__Data__:
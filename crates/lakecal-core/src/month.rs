//! Displayed months and their day-by-day availability grid.
//!
//! [`YearMonth`] is the month cursor a calendar view navigates with, and
//! [`MonthGrid`] classifies every day of one month for rendering. Weeks start
//! on Sunday.

use std::fmt;
use std::str::FromStr;

use chrono::{Datelike, Months, NaiveDate};
use serde::{Deserialize, Serialize};
use thiserror::Error;

use crate::day::{DayStatus, classify_day};
use crate::interval::BusyInterval;

const MONTH_NAMES: [&str; 12] = [
    "January",
    "February",
    "March",
    "April",
    "May",
    "June",
    "July",
    "August",
    "September",
    "October",
    "November",
    "December",
];

/// Error returned when a `YYYY-MM` month cannot be parsed.
#[derive(Debug, Clone, PartialEq, Eq, Error)]
#[error("invalid month {input:?}: expected YYYY-MM")]
pub struct MonthParseError {
    input: String,
}

/// A calendar month.
#[derive(Debug, Clone, Copy, PartialEq, Eq, PartialOrd, Ord, Hash)]
pub struct YearMonth {
    first: NaiveDate,
}

impl YearMonth {
    /// Creates a month from a year and a 1-based month number.
    pub fn new(year: i32, month: u32) -> Option<Self> {
        NaiveDate::from_ymd_opt(year, month, 1).map(|first| Self { first })
    }

    /// Returns the month that contains `date`.
    pub fn containing(date: NaiveDate) -> Self {
        Self {
            first: date.with_day(1).unwrap_or(date),
        }
    }

    pub fn year(&self) -> i32 {
        self.first.year()
    }

    /// 1-based month number.
    pub fn month(&self) -> u32 {
        self.first.month()
    }

    /// English month name.
    pub fn name(&self) -> &'static str {
        MONTH_NAMES[self.first.month0() as usize]
    }

    /// The first day of the month.
    pub fn first_day(&self) -> NaiveDate {
        self.first
    }

    /// Returns the date for a 1-based day number, if it exists in this month.
    pub fn day(&self, day: u32) -> Option<NaiveDate> {
        self.first.with_day(day)
    }

    /// Number of days in the month.
    pub fn days_in_month(&self) -> u32 {
        match self.first.checked_add_months(Months::new(1)) {
            Some(next) => (next - self.first).num_days() as u32,
            None => 31,
        }
    }

    /// Number of blank cells before day 1 in a Sunday-first week.
    pub fn leading_blanks(&self) -> u32 {
        self.first.weekday().num_days_from_sunday()
    }

    /// The following month. Saturates at the end of the supported range.
    pub fn next(&self) -> Self {
        Self {
            first: self
                .first
                .checked_add_months(Months::new(1))
                .unwrap_or(self.first),
        }
    }

    /// The preceding month. Saturates at the start of the supported range.
    pub fn previous(&self) -> Self {
        Self {
            first: self
                .first
                .checked_sub_months(Months::new(1))
                .unwrap_or(self.first),
        }
    }

    /// Returns true if `date` falls within this month.
    pub fn contains(&self, date: NaiveDate) -> bool {
        date.year() == self.year() && date.month() == self.month()
    }
}

impl fmt::Display for YearMonth {
    fn fmt(&self, f: &mut fmt::Formatter<'_>) -> fmt::Result {
        write!(f, "{:04}-{:02}", self.year(), self.month())
    }
}

impl FromStr for YearMonth {
    type Err = MonthParseError;

    fn from_str(s: &str) -> Result<Self, Self::Err> {
        let err = || MonthParseError {
            input: s.to_string(),
        };
        let (year, month) = s.trim().split_once('-').ok_or_else(err)?;
        let year: i32 = year.parse().map_err(|_| err())?;
        let month: u32 = month.parse().map_err(|_| err())?;
        Self::new(year, month).ok_or_else(err)
    }
}

impl Serialize for YearMonth {
    fn serialize<S: serde::Serializer>(&self, serializer: S) -> Result<S::Ok, S::Error> {
        serializer.collect_str(self)
    }
}

impl<'de> Deserialize<'de> for YearMonth {
    fn deserialize<D: serde::Deserializer<'de>>(deserializer: D) -> Result<Self, D::Error> {
        let s = String::deserialize(deserializer)?;
        s.parse().map_err(serde::de::Error::custom)
    }
}

/// One day of a month grid.
#[derive(Debug, Clone, Copy, PartialEq, Eq, Serialize, Deserialize)]
pub struct DayCell {
    /// Day of month, starting at 1.
    pub day: u32,
    pub date: NaiveDate,
    pub status: DayStatus,
}

/// Number of days per status in a grid.
#[derive(Debug, Clone, Copy, Default, PartialEq, Eq, Serialize, Deserialize)]
pub struct StatusCounts {
    pub past: u32,
    pub today: u32,
    pub booked: u32,
    pub available: u32,
}

impl StatusCounts {
    fn record(&mut self, status: DayStatus) {
        match status {
            DayStatus::Past => self.past += 1,
            DayStatus::Today => self.today += 1,
            DayStatus::Booked => self.booked += 1,
            DayStatus::Available => self.available += 1,
        }
    }
}

/// A fully classified month, ready to render.
#[derive(Debug, Clone, PartialEq, Eq)]
pub struct MonthGrid {
    pub month: YearMonth,
    pub today: NaiveDate,
    pub days: Vec<DayCell>,
}

impl MonthGrid {
    /// Classifies every day of `month` against `today` and `intervals`.
    pub fn build(month: YearMonth, today: NaiveDate, intervals: &[BusyInterval]) -> Self {
        let days = (1..=month.days_in_month())
            .filter_map(|day| {
                let date = month.day(day)?;
                Some(DayCell {
                    day,
                    date,
                    status: classify_day(date, today, intervals),
                })
            })
            .collect();

        Self { month, today, days }
    }

    /// Blank cells before day 1.
    pub fn leading_blanks(&self) -> u32 {
        self.month.leading_blanks()
    }

    /// Returns the status of a 1-based day number.
    pub fn status_of(&self, day: u32) -> Option<DayStatus> {
        self.days
            .get(day.checked_sub(1)? as usize)
            .map(|cell| cell.status)
    }

    /// Counts days per status.
    pub fn counts(&self) -> StatusCounts {
        let mut counts = StatusCounts::default();
        for cell in &self.days {
            counts.record(cell.status);
        }
        counts
    }

    /// Lays the days out in Sunday-first weeks, padding with `None`.
    pub fn weeks(&self) -> Vec<[Option<DayCell>; 7]> {
        let mut weeks = Vec::new();
        let mut week = [None; 7];
        let mut column = self.leading_blanks() as usize;

        for cell in &self.days {
            week[column] = Some(*cell);
            column += 1;
            if column == 7 {
                weeks.push(week);
                week = [None; 7];
                column = 0;
            }
        }
        if column > 0 {
            weeks.push(week);
        }
        weeks
    }
}

#[cfg(test)]
mod tests {
    use super::*;

    fn date(y: i32, m: u32, d: u32) -> NaiveDate {
        NaiveDate::from_ymd_opt(y, m, d).unwrap()
    }

    mod year_month {
        use super::*;

        #[test]
        fn parse_and_display() {
            let month: YearMonth = "2024-03".parse().unwrap();
            assert_eq!(month.year(), 2024);
            assert_eq!(month.month(), 3);
            assert_eq!(month.name(), "March");
            assert_eq!(month.to_string(), "2024-03");
        }

        #[test]
        fn parse_rejects_garbage() {
            assert!("2024".parse::<YearMonth>().is_err());
            assert!("2024-13".parse::<YearMonth>().is_err());
            assert!("march".parse::<YearMonth>().is_err());
            let err = "2024-00".parse::<YearMonth>().unwrap_err();
            assert!(err.to_string().contains("YYYY-MM"));
        }

        #[test]
        fn days_in_month() {
            assert_eq!(YearMonth::new(2024, 2).unwrap().days_in_month(), 29);
            assert_eq!(YearMonth::new(2026, 2).unwrap().days_in_month(), 28);
            assert_eq!(YearMonth::new(2026, 4).unwrap().days_in_month(), 30);
            assert_eq!(YearMonth::new(2026, 12).unwrap().days_in_month(), 31);
        }

        #[test]
        fn navigation_crosses_years() {
            let december = YearMonth::new(2026, 12).unwrap();
            assert_eq!(december.next(), YearMonth::new(2027, 1).unwrap());
            assert_eq!(december.next().previous(), december);
            assert_eq!(
                YearMonth::new(2026, 1).unwrap().previous(),
                YearMonth::new(2025, 12).unwrap()
            );
        }

        #[test]
        fn containing_date() {
            let month = YearMonth::containing(date(2026, 10, 17));
            assert_eq!(month.first_day(), date(2026, 10, 1));
            assert!(month.contains(date(2026, 10, 31)));
            assert!(!month.contains(date(2026, 11, 1)));
        }

        #[test]
        fn leading_blanks_sunday_first() {
            // 2026-02-01 is a Sunday, 2024-03-01 a Friday.
            assert_eq!(YearMonth::new(2026, 2).unwrap().leading_blanks(), 0);
            assert_eq!(YearMonth::new(2024, 3).unwrap().leading_blanks(), 5);
        }

        #[test]
        fn serde_as_string() {
            let month = YearMonth::new(2024, 3).unwrap();
            let json = serde_json::to_string(&month).unwrap();
            assert_eq!(json, "\"2024-03\"");
            let parsed: YearMonth = serde_json::from_str(&json).unwrap();
            assert_eq!(parsed, month);
        }
    }

    mod grid {
        use super::*;

        #[test]
        fn march_scenario() {
            let intervals = vec![BusyInterval::new(date(2024, 3, 1), date(2024, 3, 5)).unwrap()];
            let grid = MonthGrid::build(
                YearMonth::new(2024, 3).unwrap(),
                date(2024, 2, 15),
                &intervals,
            );

            assert_eq!(grid.days.len(), 31);
            for day in 1..=4 {
                assert_eq!(grid.status_of(day), Some(DayStatus::Booked));
            }
            assert_eq!(grid.status_of(5), Some(DayStatus::Available));
            assert_eq!(grid.status_of(0), None);
            assert_eq!(grid.status_of(32), None);

            let counts = grid.counts();
            assert_eq!(counts.booked, 4);
            assert_eq!(counts.available, 27);
            assert_eq!(counts.past + counts.today, 0);
        }

        #[test]
        fn today_in_displayed_month() {
            let grid = MonthGrid::build(YearMonth::new(2026, 10).unwrap(), date(2026, 10, 17), &[]);
            let counts = grid.counts();
            assert_eq!(counts.past, 16);
            assert_eq!(counts.today, 1);
            assert_eq!(counts.available, 14);
            assert_eq!(grid.status_of(17), Some(DayStatus::Today));
        }

        #[test]
        fn weeks_layout() {
            let grid = MonthGrid::build(YearMonth::new(2024, 3).unwrap(), date(2024, 1, 1), &[]);
            let weeks = grid.weeks();

            // Friday start: 5 blanks, 31 days => 36 cells => 6 rows.
            assert_eq!(weeks.len(), 6);
            assert!(weeks[0][..5].iter().all(Option::is_none));
            assert_eq!(weeks[0][5].map(|c| c.day), Some(1));
            assert_eq!(weeks[5][0].map(|c| c.day), Some(31));
            assert!(weeks[5][1..].iter().all(Option::is_none));
        }

        #[test]
        fn weeks_exact_fit() {
            let grid = MonthGrid::build(YearMonth::new(2026, 2).unwrap(), date(2026, 1, 1), &[]);
            let weeks = grid.weeks();
            assert_eq!(weeks.len(), 4);
            assert_eq!(weeks[3][6].map(|c| c.day), Some(28));
        }
    }
}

__Task statement__:
The lines above, starting at the one with "assert_eq!(grid.status_of(day), Some(DayStatus::Booked));" and ending at the one with "assert_eq!(weeks[5][0].map(|c| c.day), Some(31));", are the only ones to return, exactly as written.

__Result of this task__:
                assert_eq!(grid.status_of(day), Some(DayStatus::Booked));
            }
            assert_eq!(grid.status_of(5), Some(DayStatus::Available));
            assert_eq!(grid.status_of(0), None);
            assert_eq!(grid.status_of(32), None);

            let counts = grid.counts();
            assert_eq!(counts.booked, 4);
            assert_eq!(counts.available, 27);
            assert_eq!(counts.past + counts.today, 0);
        }

        #[test]
        fn today_in_displayed_month() {
            let grid = MonthGrid::build(YearMonth::new(2026, 10).unwrap(), date(2026, 10, 17), &[]);
            let counts = grid.counts();
            assert_eq!(counts.past, 16);
            assert_eq!(counts.today, 1);
            assert_eq!(counts.available, 14);
            assert_eq!(grid.status_of(17), Some(DayStatus::Today));
        }

        #[test]
        fn weeks_layout() {
            let grid = MonthGrid::build(YearMonth::new(2024, 3).unwrap(), date(2024, 1, 1), &[]);
            let weeks = grid.weeks();

            // Friday start: 5 blanks, 31 days => 36 cells => 6 rows.
            assert_eq!(weeks.len(), 6);
            assert!(weeks[0][..5].iter().all(Option::is_none));
            assert_eq!(weeks[0][5].map(|c| c.day), Some(1));
            assert_eq!(weeks[5][0].map(|c| c.day), Some(31));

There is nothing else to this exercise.